Menadione-induced oxidative stress accelerates onset of Emory mouse cataract in vivo

Abstract

PURPOSE. We evaluated the effect of the free-radical generator, menadione, on the time of occurrence of cataract in the Emory mouse, a model for human cataract. Concomitant experiments were done to compare production and level of reactive metabolites of oxygen in the Emory mouse and its cataract resistant (CR) genetic control. METHODS. Test and control mice were fed both a normal diet and a diet supplemented with menadione, and the lenses were evaluated for the time of occurrence of cataract and the level of membrane ATPases.

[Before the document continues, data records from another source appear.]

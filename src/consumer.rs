// SPDX-License-Identifier: GPL-3.0-only

//! Raw image consumer
//!
//! Bridges the adapter's image reader to the buffer pool. Pixel data and
//! capture metadata arrive on different adapter threads and are only
//! correlated by sensor timestamp, so the consumer holds whichever half
//! shows up first and publishes a pool buffer once both halves are in.
//!
//! The worker owns all matching state; callers only enqueue.

use crate::adapter::{AcquiredImage, CaptureMetadata, OutputConfiguration};
use crate::buffers::pool::RawBufferPool;
use crate::buffers::{RawFrameMetadata, RawImageBuffer};
use crate::constants::consumer::MAX_PENDING_MATCHES;
use crate::constants::EVENT_LOOP_POLL_INTERVAL;
use crate::types::{RawType, ScreenOrientation};
use std::collections::VecDeque;
use std::sync::mpsc::{self, RecvTimeoutError, Sender};
use std::sync::{Arc, Mutex};
use std::thread::JoinHandle;
use tracing::{debug, info, warn};

enum WorkItem {
    Image(AcquiredImage),
    Metadata(RawFrameMetadata),
}

struct Worker {
    sender: Sender<WorkItem>,
    handle: JoinHandle<()>,
}

/// Consumes reader images and completed-capture metadata, publishing
/// matched frames into the buffer pool.
pub struct RawImageConsumer {
    pool: Arc<RawBufferPool>,
    output: OutputConfiguration,
    buffer_count: usize,
    worker: Mutex<Option<Worker>>,
}

impl RawImageConsumer {
    pub fn new(pool: Arc<RawBufferPool>, output: OutputConfiguration, buffer_count: usize) -> Self {
        Self {
            pool,
            output,
            buffer_count,
            worker: Mutex::new(None),
        }
    }

    /// Construct with the default pool depth
    pub fn with_defaults(pool: Arc<RawBufferPool>, output: OutputConfiguration) -> Self {
        Self::new(pool, output, crate::constants::consumer::DEFAULT_POOL_BUFFERS)
    }

    /// Allocate pool buffers (first start only) and spawn the matcher
    /// worker. Idempotent while running.
    pub fn start(&self) {
        let mut worker = self.worker.lock().unwrap();
        if worker.is_some() {
            warn!("Image consumer already running");
            return;
        }

        if self.pool.num_buffers() == 0 {
            for _ in 0..self.buffer_count {
                self.pool.add_buffer(RawImageBuffer::host_allocated(
                    self.output.width,
                    self.output.height,
                    self.output.format,
                ));
            }
            info!(
                buffers = self.buffer_count,
                bytes = self.pool.memory_use_bytes(),
                "Allocated raw buffer pool"
            );
        }

        let (sender, receiver) = mpsc::channel::<WorkItem>();
        let pool = Arc::clone(&self.pool);

        let handle = std::thread::spawn(move || {
            debug!("Image consumer worker started");

            let mut pending_images: VecDeque<AcquiredImage> = VecDeque::new();
            let mut pending_metadata: VecDeque<RawFrameMetadata> = VecDeque::new();

            loop {
                match receiver.recv_timeout(EVENT_LOOP_POLL_INTERVAL) {
                    Ok(WorkItem::Image(image)) => {
                        pending_images.push_back(image);
                        match_pending(&pool, &mut pending_images, &mut pending_metadata);
                    }
                    Ok(WorkItem::Metadata(metadata)) => {
                        pending_metadata.push_back(metadata);
                        match_pending(&pool, &mut pending_images, &mut pending_metadata);
                    }
                    Err(RecvTimeoutError::Timeout) => continue,
                    Err(RecvTimeoutError::Disconnected) => break,
                }
            }

            debug!(
                unmatched_images = pending_images.len(),
                unmatched_metadata = pending_metadata.len(),
                "Image consumer worker exiting"
            );
        });

        *worker = Some(Worker { sender, handle });
        info!("Image consumer started");
    }

    /// Stop the worker and wait for it to finish
    pub fn stop(&self) {
        let Some(worker) = self.worker.lock().unwrap().take() else {
            return;
        };

        // Dropping the sender disconnects the channel; the worker exits on
        // its next wake.
        drop(worker.sender);
        if worker.handle.join().is_err() {
            warn!("Image consumer worker panicked");
        }

        info!("Image consumer stopped");
    }

    pub fn is_running(&self) -> bool {
        self.worker.lock().unwrap().is_some()
    }

    /// Producer side: hand over an image acquired from the reader.
    /// Called on the adapter's reader thread; never blocks on the pool.
    pub fn queue_image(&self, image: AcquiredImage) {
        self.send(WorkItem::Image(image));
    }

    /// Hand over completed-capture metadata together with the capture
    /// context that is not part of the device metadata.
    pub fn queue_metadata(
        &self,
        metadata: &CaptureMetadata,
        orientation: ScreenOrientation,
        raw_type: RawType,
    ) {
        self.send(WorkItem::Metadata(RawFrameMetadata {
            timestamp_ns: metadata.timestamp_ns,
            iso: metadata.iso,
            exposure_time_ns: metadata.exposure_time_ns,
            as_shot_neutral: metadata.as_shot_neutral,
            lens_shading_map: metadata.lens_shading_map.clone(),
            shading_map_width: metadata.shading_map_width,
            shading_map_height: metadata.shading_map_height,
            orientation,
            raw_type,
        }));
    }

    fn send(&self, item: WorkItem) {
        let sender = {
            let worker = self.worker.lock().unwrap();
            match worker.as_ref() {
                Some(w) => w.sender.clone(),
                None => {
                    warn!("Image consumer not running, dropping work item");
                    return;
                }
            }
        };

        // Worker may have exited between the check and the send
        let _ = sender.send(item);
    }
}

impl Drop for RawImageConsumer {
    fn drop(&mut self) {
        self.stop();
    }
}

/// Publish every image/metadata pair with equal timestamps, then bound the
/// leftovers.
fn match_pending(
    pool: &Arc<RawBufferPool>,
    pending_images: &mut VecDeque<AcquiredImage>,
    pending_metadata: &mut VecDeque<RawFrameMetadata>,
) {
    loop {
        let Some((image_index, metadata_index)) = find_match(pending_images, pending_metadata)
        else {
            break;
        };

        let image = pending_images.remove(image_index).unwrap();
        let metadata = pending_metadata.remove(metadata_index).unwrap();
        publish(pool, image, metadata);
    }

    while pending_images.len() > MAX_PENDING_MATCHES {
        let dropped = pending_images.pop_front().unwrap();
        debug!(timestamp = dropped.timestamp_ns, "Dropping unmatched image");
    }

    while pending_metadata.len() > MAX_PENDING_MATCHES {
        let dropped = pending_metadata.pop_front().unwrap();
        debug!(
            timestamp = dropped.timestamp_ns,
            "Dropping unmatched metadata"
        );
    }
}

fn find_match(
    pending_images: &VecDeque<AcquiredImage>,
    pending_metadata: &VecDeque<RawFrameMetadata>,
) -> Option<(usize, usize)> {
    for (image_index, image) in pending_images.iter().enumerate() {
        if let Some(metadata_index) = pending_metadata
            .iter()
            .position(|m| m.timestamp_ns == image.timestamp_ns)
        {
            return Some((image_index, metadata_index));
        }
    }

    None
}

fn publish(pool: &Arc<RawBufferPool>, image: AcquiredImage, metadata: RawFrameMetadata) {
    let Some(buffer) = pool.dequeue_unused() else {
        warn!(
            timestamp = image.timestamp_ns,
            "No pool buffers, dropping frame"
        );
        return;
    };

    {
        let mut locked = buffer.lock().unwrap();
        locked.width = image.width;
        locked.height = image.height;
        locked.row_stride = image.row_stride;
        locked.pixel_format = image.pixel_format;
        locked.write_payload(&image.data);
        locked.metadata = metadata;
    }

    pool.enqueue_ready(buffer);
}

Effects of menadione were determined on incubated lenses of Emory and CR mice, assaying reactive species of oxygen, levels of antioxidant enzymes, and formation of the lipid peroxidation product, malondialdehyde. RESULTS. Systemic administration of menadione markedly accelerated the onset of Emory mouse cataract, and decreased ATPase activities suggested oxidative damage to membrane proteins. Cumulative levels of O 2 · -, H 2 O 2, ·OH and malondial-dehyde were significantly higher than controls in the lenses incubated in the presence of menadione, showing that it generates oxidative stress. However, [GSH] in lenses decreased equally in test and control mice. The observed increases in catalase and glutathione peroxidase activities in the test lenses indicated an early protective response to oxidative insult. CONCLUSIONS. Acceleration by menadione of the appearance of cataract in the Emory mouse demonstrates that oxidative stress is a risk factor in late-onset cataract. This quinone caused a greater increase in the production and levels of reactive metabolites of oxygen in Emory mice than in CR mice, indicative of a higher susceptibility of the former to oxidative insult.